Dal 20 marzo torneranno al cinema, in versione restaurata, i film di Béla Tarr Si comincia con Perdizione, poi Le armonie di Werckmeister, Sátántangó e Il cavallo di Torino. E a seguire verranno tutti gli altri.
Sempre più persone vanno dallo psicologo dicendo di essersi ammalate di depressione per colpa della politica Stress cronico, spaesamento, ansia. La cura più efficace, al momento, sarebbe l'attivismo, quello vero.
Il creatore di Fortnite sta usando i miliardi guadagnati con il videogioco per comprare foreste e salvarle dall’abbattimento Tim Sweeney sta usando il suo patrimonio personale per salvare milioni di chilometri quadrati di foresta, sottraendoli alla speculazione immobiliare.

Forse oggi i “prigionieri” del Burning Man saranno liberati

04 Settembre 2023

All’elenco dei festival più disastrosi della storia, dall’escalation di violenza di Woodstock ’99 allo scam del Fyre festival (ora assurdamente rilanciato e ancora più assurdamente già sold out) nel 2017, bisogna aggiungere l’edizione di quest’anno del Burning Man, già soprannominato “il Fyre Festival 2.0“. A differenza del Fyre, però, il Burning Man (dall’enorme fantoccio di legno che viene bruciato alla fine del festival) vanta una lunga tradizione, inaugurata nel lontano 1986, che comprende, oltre alla musica e a una location suggestiva come il deserto del Nevada, enormi installazioni artistiche e la creazione di una città effimera, la cosiddetta Black Rock City, dove si realizza, almeno per la durata dell’evento, l’idea di una società alternativa, ovvero, per usare le parole di Larry Harvey, uno dei fondatori, «un esperimento in comunità, radicale espressione di sé e radicale fiducia in sé».

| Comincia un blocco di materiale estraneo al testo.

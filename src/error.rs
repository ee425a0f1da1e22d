//! Error types for the Firebird client binding.

use crate::protocol::constants::{ISC_ARITH_EXCEPT, ISC_STRING_TRUNCATION};
use std::panic::Location;
use thiserror::Error;

/// Result type alias for client operations.
pub type Result<T> = std::result::Result<T, Error>;

/// Error type for client operations.
#[derive(Error, Debug)]
pub enum Error {
    /// The API was used in a way it does not allow.
    #[error("{message}")]
    Usage { message: String },

    /// The statement kind is recognised but cannot be handled by this layer.
    #[error("Unsupported statement: {message}")]
    Unsupported { message: String },

    /// Parameter or column index out of range.
    #[error("Index {index} out of range (count: {count})")]
    IndexOutOfRange { index: usize, count: usize },

    /// Aggregate binding with the wrong number of elements.
    #[error("{what} count ({actual}) does not match {target} count ({expected})")]
    CountMismatch {
        what: &'static str,
        target: &'static str,
        actual: usize,
        expected: usize,
    },

    /// NULL read into a slot that cannot hold it.
    #[error("Null value encountered for non-optional field at index {index}")]
    NullValue { index: usize },

    /// The value type cannot be bound to or read from the descriptor type.
    #[error("Invalid type: actual type {actual}, descriptor type {descriptor}")]
    InvalidType { actual: String, descriptor: String },

    /// A value could not be converted without loss.
    #[error("Cannot convert {from} to {to}: {message}")]
    Conversion {
        from: String,
        to: String,
        message: String,
    },

    /// String longer than the declared column length.
    #[error("arithmetic exception, numeric overflow, or string truncation: string right truncation (expected length {max_length}, actual {length})")]
    StringTruncation { length: usize, max_length: usize },

    /// Failure reported by the engine.
    #[error("{message}")]
    Engine { codes: Vec<i64>, message: String },

    /// Engine failure annotated with the operation and target it happened in.
    #[error("{operation} ({target}): {source}")]
    Context {
        operation: &'static str,
        target: String,
        #[source]
        source: Box<Error>,
    },

    /// Message buffer access outside the allocated message.
    #[error("Buffer too small: need {needed} bytes, have {available}, raised at {location}")]
    BufferTooSmall {
        needed: usize,
        available: usize,
        location: &'static Location<'static>,
    },
}

impl Error {
    /// Create a usage error.
    pub fn usage(message: impl Into<String>) -> Self {
        Self::Usage {
            message: message.into(),
        }
    }

    /// Create a conversion error.
    pub fn conversion(
        from: impl Into<String>,
        to: impl Into<String>,
        message: impl Into<String>,
    ) -> Self {
        Self::Conversion {
            from: from.into(),
            to: to.into(),
            message: message.into(),
        }
    }

    /// Create an engine error from a status vector and message text.
    pub fn engine(codes: Vec<i64>, message: impl Into<String>) -> Self {
        Self::Engine {
            codes,
            message: message.into(),
        }
    }

    /// Wrap this error with the operation and target identifier it came from.
    pub fn with_context(self, operation: &'static str, target: impl Into<String>) -> Self {
        Self::Context {
            operation,
            target: target.into(),
            source: Box::new(self),
        }
    }

    /// Engine diagnostic codes carried by this error, if any.
    pub fn codes(&self) -> Vec<i64> {
        match self {
            Error::Engine { codes, .. } => codes.clone(),
            Error::StringTruncation { .. } => vec![ISC_ARITH_EXCEPT, ISC_STRING_TRUNCATION],
            Error::Context { source, .. } => source.codes(),
            _ => Vec::new(),
        }
    }

    /// Whether this is the engine's string truncation condition.
    pub fn is_truncation(&self) -> bool {
        self.codes().contains(&ISC_STRING_TRUNCATION)
    }

    /// Innermost error once context wrappers are stripped.
    pub fn root(&self) -> &Error {
        match self {
            Error::Context { source, .. } => source.root(),
            other => other,
        }
    }
}

/// Extension for attaching operation context to engine results.
pub(crate) trait ResultExt<T> {
    fn context(self, operation: &'static str, target: impl AsRef<str>) -> Result<T>;
}

impl<T> ResultExt<T> for Result<T> {
    fn context(self, operation: &'static str, target: impl AsRef<str>) -> Result<T> {
        self.map_err(|e| match e {
            Error::Engine { .. } => e.with_context(operation, target.as_ref()),
            other => other,
        })
    }
}

#[cfg(test)]
mod tests {
    use super::*;

    #[test]
    fn test_truncation_codes() {
        let err = Error::StringTruncation {
            length: 12,
            max_length: 10,
        };
        assert!(err.is_truncation());
        assert_eq!(err.codes(), vec![ISC_ARITH_EXCEPT, ISC_STRING_TRUNCATION]);
    }

    #[test]
    fn test_context_keeps_codes() {
        let err = Error::engine(vec![335544344], "I/O error").with_context("Attachment::attach", "db.fdb");
        assert_eq!(err.codes(), vec![335544344]);
        assert!(err.to_string().contains("Attachment::attach (db.fdb)"));
        assert!(matches!(err.root(), Error::Engine { .. }));
    }

    #[test]
    fn test_context_only_wraps_engine_errors() {
        let result: Result<()> = Err(Error::usage("bad"));
        let err = result.context("Statement::execute", "select 1").unwrap_err();
        assert!(matches!(err, Error::Usage { .. }));
    }

    #[test]
    fn test_messages() {
        let err = Error::CountMismatch {
            what: "Struct field",
            target: "output column",
            actual: 3,
            expected: 2,
        };
        assert_eq!(
            err.to_string(),
            "Struct field count (3) does not match output column count (2)"
        );
        assert_eq!(
            Error::NullValue { index: 1 }.to_string(),
            "Null value encountered for non-optional field at index 1"
        );
        let err = Error::InvalidType {
            actual: "Date".into(),
            descriptor: "INT32".into(),
        };
        assert_eq!(err.to_string(), "Invalid type: actual type Date, descriptor type INT32");
    }
}
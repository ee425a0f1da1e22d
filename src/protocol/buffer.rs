//! Message buffer: one full input or output message in engine layout.
//!
//! All multi-byte values sit in native byte order at the offsets the
//! engine's message metadata reports. Every field carries a 2-byte null
//! indicator; `-1` means NULL and `0` means a value is present.

use crate::error::{Error, Result};
use bytes::BytesMut;

const NULL_FLAG: i16 = -1;
const NOT_NULL_FLAG: i16 = 0;

/// Byte storage for one message, addressed by descriptor offsets.
#[derive(Debug, Clone, Default)]
pub struct MessageBuffer {
    data: BytesMut,
}

impl MessageBuffer {
    /// Create a zero-filled buffer of `len` bytes.
    pub fn new(len: usize) -> Self {
        let mut data = BytesMut::with_capacity(len);
        data.resize(len, 0);
        Self { data }
    }

    /// Get the length of the message.
    pub fn len(&self) -> usize {
        self.data.len()
    }

    /// Check if the message is empty.
    pub fn is_empty(&self) -> bool {
        self.data.is_empty()
    }

    /// Get the message contents.
    pub fn as_slice(&self) -> &[u8] {
        &self.data
    }

    /// Get the message contents for in-place refill by the engine.
    pub fn as_mut_slice(&mut self) -> &mut [u8] {
        &mut self.data
    }

    #[track_caller]
    fn check(&self, offset: usize, n: usize) -> Result<()> {
        match offset.checked_add(n) {
            Some(end) if end <= self.data.len() => Ok(()),
            _ => Err(Error::BufferTooSmall {
                needed: offset.saturating_add(n),
                available: self.data.len(),
                location: std::panic::Location::caller(),
            }),
        }
    }

    /// Read `n` bytes at `offset`.
    #[track_caller]
    pub fn read_bytes(&self, offset: usize, n: usize) -> Result<&[u8]> {
        self.check(offset, n)?;
        Ok(&self.data[offset..offset + n])
    }

    /// Write raw bytes at `offset`.
    #[track_caller]
    pub fn write_bytes(&mut self, offset: usize, bytes: &[u8]) -> Result<()> {
        self.check(offset, bytes.len())?;
        self.data[offset..offset + bytes.len()].copy_from_slice(bytes);
        Ok(())
    }

    /// Read a fixed-size array at `offset`.
    #[track_caller]
    pub fn read_array<const N: usize>(&self, offset: usize) -> Result<[u8; N]> {
        self.check(offset, N)?;
        let mut out = [0u8; N];
        out.copy_from_slice(&self.data[offset..offset + N]);
        Ok(out)
    }

    #[track_caller]
    pub fn read_u8(&self, offset: usize) -> Result<u8> {
        Ok(self.read_array::<1>(offset)?[0])
    }

    #[track_caller]
    pub fn write_u8(&mut self, offset: usize, val: u8) -> Result<()> {
        self.write_bytes(offset, &[val])
    }

    #[track_caller]
    pub fn read_i16(&self, offset: usize) -> Result<i16> {
        Ok(i16::from_ne_bytes(self.read_array(offset)?))
    }

    #[track_caller]
    pub fn write_i16(&mut self, offset: usize, val: i16) -> Result<()> {
        self.write_bytes(offset, &val.to_ne_bytes())
    }

    #[track_caller]
    pub fn read_u16(&self, offset: usize) -> Result<u16> {
        Ok(u16::from_ne_bytes(self.read_array(offset)?))
    }

    #[track_caller]
    pub fn write_u16(&mut self, offset: usize, val: u16) -> Result<()> {
        self.write_bytes(offset, &val.to_ne_bytes())
    }

    #[track_caller]
    pub fn read_i32(&self, offset: usize) -> Result<i32> {
        Ok(i32::from_ne_bytes(self.read_array(offset)?))
    }

    #[track_caller]
    pub fn write_i32(&mut self, offset: usize, val: i32) -> Result<()> {
        self.write_bytes(offset, &val.to_ne_bytes())
    }

    #[track_caller]
    pub fn read_u32(&self, offset: usize) -> Result<u32> {
        Ok(u32::from_ne_bytes(self.read_array(offset)?))
    }

    #[track_caller]
    pub fn write_u32(&mut self, offset: usize, val: u32) -> Result<()> {
        self.write_bytes(offset, &val.to_ne_bytes())
    }

    #[track_caller]
    pub fn read_i64(&self, offset: usize) -> Result<i64> {
        Ok(i64::from_ne_bytes(self.read_array(offset)?))
    }

    #[track_caller]
    pub fn write_i64(&mut self, offset: usize, val: i64) -> Result<()> {
        self.write_bytes(offset, &val.to_ne_bytes())
    }

    #[track_caller]
    pub fn read_f32(&self, offset: usize) -> Result<f32> {
        Ok(f32::from_ne_bytes(self.read_array(offset)?))
    }

    #[track_caller]
    pub fn write_f32(&mut self, offset: usize, val: f32) -> Result<()> {
        self.write_bytes(offset, &val.to_ne_bytes())
    }

    #[track_caller]
    pub fn read_f64(&self, offset: usize) -> Result<f64> {
        Ok(f64::from_ne_bytes(self.read_array(offset)?))
    }

    #[track_caller]
    pub fn write_f64(&mut self, offset: usize, val: f64) -> Result<()> {
        self.write_bytes(offset, &val.to_ne_bytes())
    }

    /// Read a VARYING value: 2-byte length followed by the bytes.
    #[track_caller]
    pub fn read_varying(&self, offset: usize) -> Result<&[u8]> {
        let len = self.read_u16(offset)? as usize;
        self.read_bytes(offset + 2, len)
    }

    /// Write a VARYING value. The caller has already checked the declared length.
    #[track_caller]
    pub fn write_varying(&mut self, offset: usize, bytes: &[u8]) -> Result<()> {
        let len = u16::try_from(bytes.len())
            .map_err(|_| Error::conversion("string", "VARYING", "value longer than 65535 bytes"))?;
        self.check(offset, 2 + bytes.len())?;
        self.write_u16(offset, len)?;
        self.write_bytes(offset + 2, bytes)
    }

    /// Whether the null indicator at `null_offset` reads NULL.
    #[track_caller]
    pub fn is_null(&self, null_offset: usize) -> Result<bool> {
        Ok(self.read_i16(null_offset)? != NOT_NULL_FLAG)
    }

    /// Set or clear the null indicator at `null_offset`.
    #[track_caller]
    pub fn set_null(&mut self, null_offset: usize, null: bool) -> Result<()> {
        let flag = if null { NULL_FLAG } else { NOT_NULL_FLAG };
        self.write_i16(null_offset, flag)
    }
}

Quest’anno, però, le piogge torrenziali venute dopo l’uragano Hilary (che già aveva causato diversi problemi nei giorni precedenti all’apertura) hanno trasformato l’amatissimo festival in un incubo, come hanno mostrato i video e le foto condivise dai partecipanti rimasti intrappolati nel fango. Venerdì gli organizzatori hanno diffuso l’avviso di «conservare cibo, acqua e carburante» e rifugiarsi nelle tende, oltre, ovviamente, a comunicare la cancellazione di tutti gli eventi musicali. Molti partecipanti si sono trovati ad aver pagato migliaia di dollari (i biglietti del Burning Man possono essere molto costosi, sul sito si va da 575 a 2750 dollari escluso parcheggio, campeggio e noleggio bici ma le rivendite non ufficiali possono raggiungere cifre ancora più alte) per rimanere incastrati in una «trincea apocalittica», come l’ha definita un tiktoker che ha condiviso l’orribile esperienza del padre, al suo “primo Burning Man”: entrato al festival con un biglietto da 7000 euro, si è trovato davanti a un’immensa distesa di noia e di fango.

Questo e altri TikTok simili che mostrano i partecipanti passare ore e ore con i piedi nudi immersi nel fango – qualcuno ha perfino provato a prenderla bene, ballando e organizzando karaoke: come mostrano le foto a un certo punto è pure comparso un bellissimo arcobaleno – hanno fatto meritare al festival il nuovo nome di “Trench Foot 2023“.

Per chi non era dell’umore di danzare nel fango o aspettare il via libera degli organizzatori (senza mai poter usare le toilette, fuori uso a causa del maltempo, e magari senza poter entrare all’interno della propria tenda, allagata), l’unica soluzione è stata la fuga a piedi: camminando per 8 km nel fango (in certi punti più profondo di un metro) i burner più disperati – tra cui Chris Rock e Diplo – sono riusciti a raggiungere la strada agibile più vicina e una volta lì, scroccare un passaggio per la città più vicina.

Oggi, come ha annunciato la Bbc, il terreno si è asciugato e le 72 mila persone rimaste bloccate nel deserto dovrebbero finalmente riuscire almeno a mettersi in coda per uscire dall’area del festival. Nel frattempo gli organizzatori dell’evento hanno specificato che la morte dell’uomo di 40 anni che si è sentito male venerdì non ha niente a che fare con i problemi dovuti al maltempo (ma l’indagine per verificare la causa dell’improvviso malore è ancora in corso).